[Tutor] parsing a "chunked" text file

Tue Mar 2 14:04:41 CET 2010

On Mon, 1 Mar 2010 22:22:43 -0800
Andrew Fithian <afith13 at gmail.com> wrote:

> Hi tutor,
> 
> I have a large text file that has chunks of data like this:
> 
> headerA n1
> line 1
> line 2
> ...
> line n1
> headerB n2
> line 1
> line 2
> ...
> line n2
> 
> Where each chunk is a header and the lines that follow it (up to the next
> header). A header has the number of lines in the chunk as its second field.
> 
> I would like to turn this file into a dictionary like:
> dict = {'headerA':[line 1, line 2, ... , line n1], 'headerB':[line1, line 2,
> ... , line n2]}
> 
> Is there a way to do this with a dictionary comprehension or do I have to
> iterate over the file with a "while 1" loop?

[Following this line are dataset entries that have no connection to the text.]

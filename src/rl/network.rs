//! Q-value neural network for the Snake DQN agent
//!
//! A small feedforward approximator mapping the 11-feature state vector to
//! one Q-value per discrete action:
//!
//! ```text
//! Input: [batch, 11]
//!   ↓ Linear(11 → 256) + ReLU
//!   ↓ Linear(256 → 3)
//! Output: [batch, 3]  (q_straight, q_right, q_left)
//! ```
//!
//! Parameters are randomly initialized at construction and mutated only by
//! the trainer's gradient step. They persist for the agent's entire
//! lifetime, surviving episode resets.
//!
//! # Example
//!
//! ```rust
//! use snake_dqn::rl::QNetworkConfig;
//! use burn::backend::ndarray::NdArrayDevice;
//! use burn::backend::NdArray;
//! use burn::tensor::Tensor;
//!
//! type Backend = NdArray<f32>;
//!
//! let device = NdArrayDevice::default();
//! let network = QNetworkConfig::new().init::<Backend>(&device);
//!
//! let state = Tensor::zeros([1, 11], &device);
//! let q_values = network.forward(state);
//!
//! assert_eq!(q_values.dims(), [1, 3]);
//! ```

use burn::{
    module::Module,
    nn::{Linear, LinearConfig},
    tensor::{activation::relu, backend::Backend, Tensor},
};

/// Configuration for the Q-network
#[derive(Debug, Clone)]
pub struct QNetworkConfig {
    /// Number of input features (default: 11)
    pub state_dim: usize,

    /// Hidden layer width (default: 256)
    pub hidden_dim: usize,

    /// Number of discrete actions (default: 3)
    pub num_actions: usize,
}

impl QNetworkConfig {
    /// Create a configuration with the default architecture
    pub fn new() -> Self {
        Self {
            state_dim: super::observation::STATE_DIM,
            hidden_dim: 256,
            num_actions: 3,
        }
    }

    /// Initialize a Q-network from this configuration
    pub fn init<B: Backend>(&self, device: &B::Device) -> QNetwork<B> {
        QNetwork {
            layer1: LinearConfig::new(self.state_dim, self.hidden_dim).init(device),
            layer2: LinearConfig::new(self.hidden_dim, self.num_actions).init(device),
        }
    }
}

impl Default for QNetworkConfig {
    fn default() -> Self {
        Self::new()
    }
}

/// Feedforward Q-value approximator
///
/// Generic over the Burn backend, so the same module runs on the plain
/// NdArray backend for action selection and on the Autodiff wrapper for
/// training.
#[derive(Module, Debug)]
pub struct QNetwork<B: Backend> {
    /// Hidden layer
    layer1: Linear<B>,
    /// Linear output head, one unit per action
    layer2: Linear<B>,
}

impl<B: Backend> QNetwork<B> {
    /// Forward pass: `[batch, 11]` states to `[batch, 3]` Q-values
    pub fn forward(&self, state: Tensor<B, 2>) -> Tensor<B, 2> {
        let x = relu(self.layer1.forward(state));
        self.layer2.forward(x)
    }
}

The nice way would be to split the source into a list of chunk texts. But there seems to be no easy way to do this without traversing the source. If the source is generated, just add blank lines (so that the sep is '\n\n'). Then a dict comp can map items using any makeChunk() func.

If this is not doable, I would traverse lines using a "while n < s" loop, where n is current line # & and s the size of lines.

Denis
-- 
________________________________

la vita e estrany

spir.wikidot.com